Com isso, "surpresas climáticas" —
como as enchentes que assolaram o Rio Grande do Sul em 2024 — se tornarão mais
comuns, apontam os pesquisadores.
• 'Mudança
radical'
Por fim, os responsáveis pelo editorial
opinam que, para a COP 30 ser um evento capaz de reverter o "curso
desastroso em direção ao ponto de não-retorno climático", será necessário
não apenas conter o desmatamento
"É preciso facilitar uma transição
rápida para o fim do uso de combustíveis fósseis", dizem eles.
Fearnside e Leal Filho defendem que o Brasil,
como anfitrião da conferência, precisa ser "encorajado a modificar as
práticas atuais".
"A COP 30 enfrenta grandes desafios para
atingir os seus objetivos. E uma parte importante disso envolve conter as
emissões de gases a partir da Amazônia", escrevem eles.
Os cientistas defendem uma "mudança
radical nas políticas do governo brasileiro, tanto nos fatores que causam
desmatamento quanto na extração de combustível fóssil".
• O
que diz o governo
A BBC News Brasil entrou em contato com os
ministérios citados no editorial para que eles pudessem se posicionar sobre o
debate.
O Ministério do Transporte informou que
"as políticas ambientais do Governo Federal são definidas pelo Ministério
do Meio Ambiente e Mudança do Clima" e ficou à disposição para mais
esclarecimentos sobre as políticas da pasta.
Já o Ministério de Minas e Energia pontuou
que "os projetos exploratórios na Bacia da Foz do Amazonas não estão próximos
à Floresta Amazônica".
"Os blocos atualmente sob contrato nessa
região estão situados em águas ultraprofundas, a cerca de 500 km da foz do Rio
Amazonas e a 180 km do litoral do Amapá."
"A pesquisa dessas áreas segue rigorosos
padrões ambientais, com avaliações técnicas detalhadas conduzidas pelos órgãos
reguladores competentes.
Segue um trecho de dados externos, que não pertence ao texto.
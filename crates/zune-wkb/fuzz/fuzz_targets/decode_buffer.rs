/*
 * Copyright (c) 2023.
 *
 * This software is free software;
 *
 * You can redistribute it or modify it under terms of the MIT, Apache License or Zlib license
 */

#![no_main]

use libfuzzer_sys::fuzz_target;
use zune_wkb::{OfflineBandMode, SubBytePacking, WkbDecoder, WkbOptions};

fuzz_target!(|data: &[u8]| {
    // keep allocations bounded, fuzzed headers claim huge rasters
    let options = WkbOptions::default()
        .set_max_width(1024)
        .set_max_height(1024);

    let _ = WkbDecoder::new_with_options(data, options).decode();

    let packed = options
        .set_sub_byte_packing(SubBytePacking::Packed)
        .set_offline_bands(OfflineBandMode::ExternalReference);
    let _ = WkbDecoder::new_with_options(data, packed).decode();
});
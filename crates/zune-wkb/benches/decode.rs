use std::fs::read;
use std::time::Duration;

use criterion::{black_box, criterion_group, criterion_main, Criterion, Throughput};

fn decode_zune_wkb(data: &[u8]) -> zune_wkb::Raster {
    zune_wkb::decode(data).unwrap()
}

fn bench_decode(c: &mut Criterion) {
    let a = env!("CARGO_MANIFEST_DIR").to_string() + "/tests/data/elevation_16bsi.wkb";

    let data = read(a).unwrap();
    let mut group = c.benchmark_group("wkb: Simple decode");

    group.throughput(Throughput::Bytes(data.len() as u64));

    group.bench_function("zune-wkb", |b| {
        b.iter(|| black_box(decode_zune_wkb(data.as_slice())))
    });
}

criterion_group!(name=benches;
      config={
      let c = Criterion::default();
        c.measurement_time(Duration::from_secs(20))
      };
    targets=bench_decode);

criterion_main!(benches);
O objetivo é conhecer o potencial geológico da Margem
Equatorial, uma nova fronteira exploratória offshore que pode contribuir para a
segurança energética do Brasil."
O ministério ainda defendeu que "a
transição para uma economia de baixo carbono é um processo gradual".
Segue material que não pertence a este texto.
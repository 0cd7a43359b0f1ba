/*
 * Copyright (c) 2023.
 *
 * This software is free software;
 *
 * You can redistribute it or modify it under terms of the MIT, Apache License or Zlib license
 */
#![allow(dead_code)]

use zune_wkb::{GeoTransform, PixelType, Sample};

/// Minimal WKB raster writer for building test inputs
pub struct WkbWriter {
    little_endian: bool,
    out:           Vec<u8>
}

macro_rules! endian_bytes {
    ($self:expr, $value:expr) => {
        if $self.little_endian {
            $self.out.extend_from_slice(&$value.to_le_bytes())
        } else {
            $self.out.extend_from_slice(&$value.to_be_bytes())
        }
    };
}

impl WkbWriter {
    pub fn new(little_endian: bool) -> WkbWriter {
        WkbWriter {
            little_endian,
            out: vec![u8::from(little_endian)]
        }
    }

    pub fn header(
        mut self, version: u16, num_bands: u16, transform: GeoTransform, srid: i32, width: u16,
        height: u16
    ) -> WkbWriter {
        endian_bytes!(self, version);
        endian_bytes!(self, num_bands);
        for value in [
            transform.scale_x,
            transform.scale_y,
            transform.origin_x,
            transform.origin_y,
            transform.skew_x,
            transform.skew_y
        ] {
            endian_bytes!(self, value);
        }
        endian_bytes!(self, srid);
        endian_bytes!(self, width);
        endian_bytes!(self, height);
        self
    }

    pub fn sample(&mut self, sample: Sample) {
        match sample {
            Sample::U8(v) => self.out.push(v),
            Sample::I8(v) => endian_bytes!(self, v),
            Sample::U16(v) => endian_bytes!(self, v),
            Sample::I16(v) => endian_bytes!(self, v),
            Sample::U32(v) => endian_bytes!(self, v),
            Sample::I32(v) => endian_bytes!(self, v),
            Sample::F32(v) => endian_bytes!(self, v),
            Sample::F64(v) => endian_bytes!(self, v)
        }
    }

    /// An inline band, `flags` carries the upper nibble only
    pub fn band(mut self, flags: u8, pixel_type: PixelType, nodata: Sample, pixels: &[Sample]) -> WkbWriter {
        self.out.push((flags & 0xF0) | (pixel_type.code() + 1));
        self.sample(nodata);
        for pixel in pixels {
            self.sample(*pixel);
        }
        self
    }

    pub fn offline_band(
        mut self, flags: u8, pixel_type: PixelType, nodata: Sample, band_number: u8, path: &str
    ) -> WkbWriter {
        self.out.push(0x80 | (flags & 0xF0) | (pixel_type.code() + 1));
        self.sample(nodata);
        self.out.push(band_number);
        self.out.extend_from_slice(path.as_bytes());
        self.out.push(0);
        self
    }

    pub fn finish(self) -> Vec<u8> {
        self.out
    }
}

pub const ELEVATION_TRANSFORM: GeoTransform = GeoTransform {
    scale_x:  12.041454266862495,
    scale_y:  -12.041454266862495,
    origin_x: -11799927.868252808,
    origin_y: 5012423.608334331,
    skew_x:   0.0,
    skew_y:   0.0
};

/// Path to a file under `tests/data`
pub fn test_data(name: &str) -> String {
    env!("CARGO_MANIFEST_DIR").to_string() + "/tests/data/" + name
}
"O petróleo seguirá desempenhando um
papel estratégico na matriz energética global até 2050, e reduzir sua
exploração de forma abrupta, sem planejamento, pode gerar impactos econômicos e
sociais significativos. Além disso, a exploração brasileira tem uma das menores
pegadas de carbono do mundo, o que a torna uma alternativa mais sustentável
frente à produção global."
"Se o Brasil deixar de explorar suas
reservas, poderá se tornar dependente da importação de petróleo nas próximas
décadas, resultando em perda de arrecadação e vulnerabilidade energética. De
acordo com projeções da Empresa de Pesquisa Energética (EPE), da Agência
Nacional do Petróleo, Gás Natural e Biocombustíveis (ANP) e do próprio MME, a
não exploração da Margem Equatorial pode levar a perdas de até R$ 3 trilhões
até 2050."
Por fim, o ministério reafirmou "o
compromisso com uma transição energética justa, sustentável e alinhada às metas
climáticas globais, garantindo ao mesmo tempo o desenvolvimento econômico e a
segurança energética do país".
O Ministério da Agricultura e Pecuária não
enviou respostas até a publicação desta reportagem.